▶ _Required action_:
List all lines of the data that include the string "SocketAddr".
* * * *
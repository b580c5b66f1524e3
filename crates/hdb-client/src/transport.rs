//! Byte stream setup: dialing, TCP keep-alive and the optional TLS layer.

use std::fmt;
use std::io;
use std::net::SocketAddr;
use std::time::Duration;

use async_trait::async_trait;
use tokio::io::{AsyncRead, AsyncWrite};
use tokio::net::{TcpSocket, TcpStream};

/// A bidirectional byte stream a session can run on.
pub trait Io: AsyncRead + AsyncWrite + Send + Unpin {}

impl<T> Io for T where T: AsyncRead + AsyncWrite + Send + Unpin {}

/// Type-erased transport: plain TCP, TLS, or whatever a custom dialer returns.
pub type Transport = Box<dyn Io>;

/// Opens the byte stream to a server.
#[async_trait]
pub trait Dialer: Send + Sync + fmt::Debug {
    /// Connect to `addr` (`host:port`).
    async fn dial(
        &self,
        addr: &str,
        timeout: Option<Duration>,
        keepalive: Option<Duration>,
    ) -> io::Result<Transport>;
}

/// Default dialer over `tokio::net`.
#[derive(Debug, Default, Clone, Copy)]
pub struct TcpDialer;

impl TcpDialer {
    async fn connect_addr(addr: SocketAddr, keepalive: bool) -> io::Result<TcpStream> {
        let socket = if addr.is_ipv4() {
            TcpSocket::new_v4()?
        } else {
            TcpSocket::new_v6()?
        };
        socket.set_keepalive(keepalive)?;
        socket.set_nodelay(true)?;
        socket.connect(addr).await
    }
}

#[async_trait]
impl Dialer for TcpDialer {
    async fn dial(
        &self,
        addr: &str,
        timeout: Option<Duration>,
        keepalive: Option<Duration>,
    ) -> io::Result<Transport> {
        let connect = async {
            let mut last_err = None;
            for resolved in tokio::net::lookup_host(addr).await? {
                match Self::connect_addr(resolved, keepalive.is_some()).await {
                    Ok(stream) => return Ok(stream),
                    Err(e) => {
                        tracing::debug!(addr = %resolved, error = %e, "connect attempt failed");
                        last_err = Some(e);
                    }
                }
            }
            Err(last_err.unwrap_or_else(|| {
                io::Error::new(io::ErrorKind::NotFound, format!("no address for {addr}"))
            }))
        };

        let stream = match timeout.filter(|t| !t.is_zero()) {
            Some(limit) => tokio::time::timeout(limit, connect).await.map_err(|_| {
                io::Error::new(io::ErrorKind::TimedOut, format!("dial {addr} timed out"))
            })??,
            None => connect.await?,
        };
        tracing::debug!(addr, "TCP connection established");
        Ok(Box::new(stream))
    }
}

/// Host part of `host:port`, without IPv6 brackets.
pub(crate) fn host_of(addr: &str) -> &str {
    let host = addr.rsplit_once(':').map_or(addr, |(host, _)| host);
    host.trim_start_matches('[').trim_end_matches(']')
}

#[cfg(test)]
#[allow(clippy::unwrap_used)]
mod tests {
    use super::*;

    #[test]
    fn test_host_of() {
        assert_eq!(host_of("hana1:30015"), "hana1");
        assert_eq!(host_of("[::1]:30015"), "::1");
        assert_eq!(host_of("hana1"), "hana1");
    }

    #[tokio::test]
    async fn test_dial_refused() {
        let listener = tokio::net::TcpListener::bind("127.0.0.1:0").await.unwrap();
        let addr = listener.local_addr().unwrap();
        drop(listener);
        let result = TcpDialer
            .dial(&addr.to_string(), Some(Duration::from_secs(5)), None)
            .await;
        assert!(result.is_err());
    }

    #[tokio::test]
    async fn test_dial_accepts() {
        let listener = tokio::net::TcpListener::bind("127.0.0.1:0").await.unwrap();
        let addr = listener.local_addr().unwrap();
        let accept = tokio::spawn(async move { listener.accept().await.map(|_| ()) });
        TcpDialer
            .dial(&addr.to_string(), None, Some(Duration::from_secs(15)))
            .await
            .unwrap();
        accept.await.unwrap().unwrap();
    }
}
* * * *
▶ _Exercise solution_:
use std::net::SocketAddr;
    async fn connect_addr(addr: SocketAddr, keepalive: bool) -> io::Result<TcpStream> {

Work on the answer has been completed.